## The problem
Down to the last line, output the records below exactly.

Stored dataset items:
╭──

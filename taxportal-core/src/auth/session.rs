use anyhow::Result;
use log::info;

use crate::error::AuthError;
use crate::models::{User, USER_KEY};
use crate::store::RecordStore;

/// The signed-in user, held explicitly and handed to whatever needs it
///
/// The user is mirrored under `demoUser` so the next process can restore it.
#[derive(Debug, Clone, Default)]
pub struct Session {
    current_user: Option<User>,
}

impl Session {
    /// A session with nobody signed in
    pub fn anonymous() -> Self {
        Self::default()
    }

    /// Restores the persisted user; a corrupt record is dropped
    pub fn restore(store: &RecordStore) -> Result<Self> {
        Ok(Self {
            current_user: store.load_optional(USER_KEY)?,
        })
    }

    pub fn current_user(&self) -> Option<&User> {
        self.current_user.as_ref()
    }

    pub fn is_logged_in(&self) -> bool {
        self.current_user.is_some()
    }

    pub fn require_user(&self) -> Result<&User, AuthError> {
        self.current_user.as_ref().ok_or(AuthError::NotLoggedIn)
    }

    /// Replaces the current user wholesale and persists it
    pub fn login(&mut self, store: &RecordStore, user: User) -> Result<()> {
        store.save(USER_KEY, &user)?;
        info!("Logged in as {} ({})", user.display_name, user.uid);
        self.current_user = Some(user);
        Ok(())
    }

    pub fn logout(&mut self, store: &RecordStore) -> Result<()> {
        store.remove(USER_KEY)?;
        if let Some(user) = self.current_user.take() {
            info!("Logged out {}", user.uid);
        }
        Ok(())
    }
}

╰──

## Solution to this problem
filename taxportal-core/src/auth/session.rs
use anyhow::Result;
use log::info;

use crate::error::AuthError;
use crate::models::{User, USER_KEY};
use crate::store::RecordStore;

/// The signed-in user, held explicitly and handed to whatever needs it
///
/// The user is mirrored under `demoUser` so the next process can restore it.
#[derive(Debug, Clone, Default)]
pub struct Session {
    current_user: Option<User>,
}

impl Session {
    /// A session with nobody signed in
    pub fn anonymous() -> Self {
        Self::default()
    }

    /// Restores the persisted user; a corrupt record is dropped
    pub fn restore(store: &RecordStore) -> Result<Self> {
        Ok(Self {
            current_user: store.load_optional(USER_KEY)?,
        })
    }

    pub fn current_user(&self) -> Option<&User> {
        self.current_user.as_ref()
    }

    pub fn is_logged_in(&self) -> bool {
        self.current_user.is_some()
    }

    pub fn require_user(&self) -> Result<&User, AuthError> {
        self.current_user.as_ref().ok_or(AuthError::NotLoggedIn)
    }

    /// Replaces the current user wholesale and persists it
    pub fn login(&mut self, store: &RecordStore, user: User) -> Result<()> {
        store.save(USER_KEY, &user)?;
        info!("Logged in as {} ({})", user.display_name, user.uid);
        self.current_user = Some(user);
        Ok(())
    }

    pub fn logout(&mut self, store: &RecordStore) -> Result<()> {
        store.remove(USER_KEY)?;
        if let Some(user) = self.current_user.take() {
            info!("Logged out {}", user.uid);
        }
        Ok(())
    }
}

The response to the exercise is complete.